_To do_. One number, and no other words, should make up the answer: how many lines of the listing contain the string "operators".
Segment Start: Recorded data
//! Scene configuration records

use serde::{Deserialize, Serialize};

/// Presentation and classification settings for a scene
#[derive(Debug, Clone, PartialEq, Eq, Serialize, Deserialize)]
pub struct SceneConfig {
    /// Display name shown in navigation and page titles
    pub name: String,
    /// Whether the scene lives under a project (vs. organization-wide)
    #[serde(default)]
    pub project_based: bool,
    /// Docs path suggested by the help surface
    #[serde(default, skip_serializing_if = "Option::is_none")]
    pub default_docs_path: Option<String>,
    /// Activity-log scope attributed to actions taken in the scene
    #[serde(default, skip_serializing_if = "Option::is_none")]
    pub activity_scope: Option<String>,
    /// Page chrome the scene renders inside
    #[serde(default)]
    pub layout: SceneLayout,
}

impl SceneConfig {
    /// Create a project-based scene config with the given display name
    pub fn new(name: impl Into<String>) -> Self {
        Self {
            name: name.into(),
            project_based: true,
            default_docs_path: None,
            activity_scope: None,
            layout: SceneLayout::default(),
        }
    }

    /// Mark the scene organization-wide instead of project-based
    pub fn organization_wide(mut self) -> Self {
        self.project_based = false;
        self
    }

    /// Set the suggested docs path
    pub fn with_docs_path(mut self, path: impl Into<String>) -> Self {
        self.default_docs_path = Some(path.into());
        self
    }

    /// Set the activity-log scope
    pub fn with_activity_scope(mut self, scope: impl Into<String>) -> Self {
        self.activity_scope = Some(scope.into());
        self
    }

    /// Set the page chrome
    pub fn with_layout(mut self, layout: SceneLayout) -> Self {
        self.layout = layout;
        self
    }
}

/// Page chrome a scene renders inside
#[derive(Debug, Clone, Copy, PartialEq, Eq, Default, Serialize, Deserialize)]
#[serde(rename_all = "snake_case")]
pub enum SceneLayout {
    /// Bare page
    #[default]
    Plain,
    /// Standard app container with navigation
    AppContainer,
}
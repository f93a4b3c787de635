//! Math aggregation operators
//!
//! The aggregation applied to a query series: occurrence counts, distinct
//! user counts, or numeric aggregations over a named property.

use std::fmt;

use serde::{Deserialize, Serialize};

use crate::error::{QueryError, Result};

/// Aggregation operator for a query series
#[derive(Debug, Clone, Copy, PartialEq, Eq, Hash, Serialize, Deserialize)]
#[serde(rename_all = "snake_case")]
pub enum MathOperator {
    /// Total number of occurrences
    Total,
    /// Number of distinct users
    UniqueUsers,
    /// Sum of a numeric property
    Sum,
    /// Average of a numeric property
    Avg,
    /// Minimum of a numeric property
    Min,
    /// Maximum of a numeric property
    Max,
}

impl MathOperator {
    /// Parse an operator from string
    pub fn parse(s: &str) -> Result<Self> {
        match s.trim().to_lowercase().as_str() {
            "total" | "count" => Ok(Self::Total),
            "unique_users" | "unique" | "dau" => Ok(Self::UniqueUsers),
            "sum" => Ok(Self::Sum),
            "avg" | "average" | "mean" => Ok(Self::Avg),
            "min" | "minimum" => Ok(Self::Min),
            "max" | "maximum" => Ok(Self::Max),
            _ => Err(QueryError::InvalidMath(s.to_string())),
        }
    }

    /// Whether this operator aggregates a named numeric property
    ///
    /// Count-style operators aggregate occurrences and carry no property;
    /// the rest are meaningless without one.
    pub fn requires_property(self) -> bool {
        matches!(self, Self::Sum | Self::Avg | Self::Min | Self::Max)
    }

    /// Canonical wire name of this operator
    pub fn as_str(self) -> &'static str {
        match self {
            Self::Total => "total",
            Self::UniqueUsers => "unique_users",
            Self::Sum => "sum",
            Self::Avg => "avg",
            Self::Min => "min",
            Self::Max => "max",
        }
    }
}

impl fmt::Display for MathOperator {
    fn fmt(&self, f: &mut fmt::Formatter<'_>) -> fmt::Result {
        f.write_str(self.as_str())
    }
}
Segment End: Recorded data
_Exercise response_. 2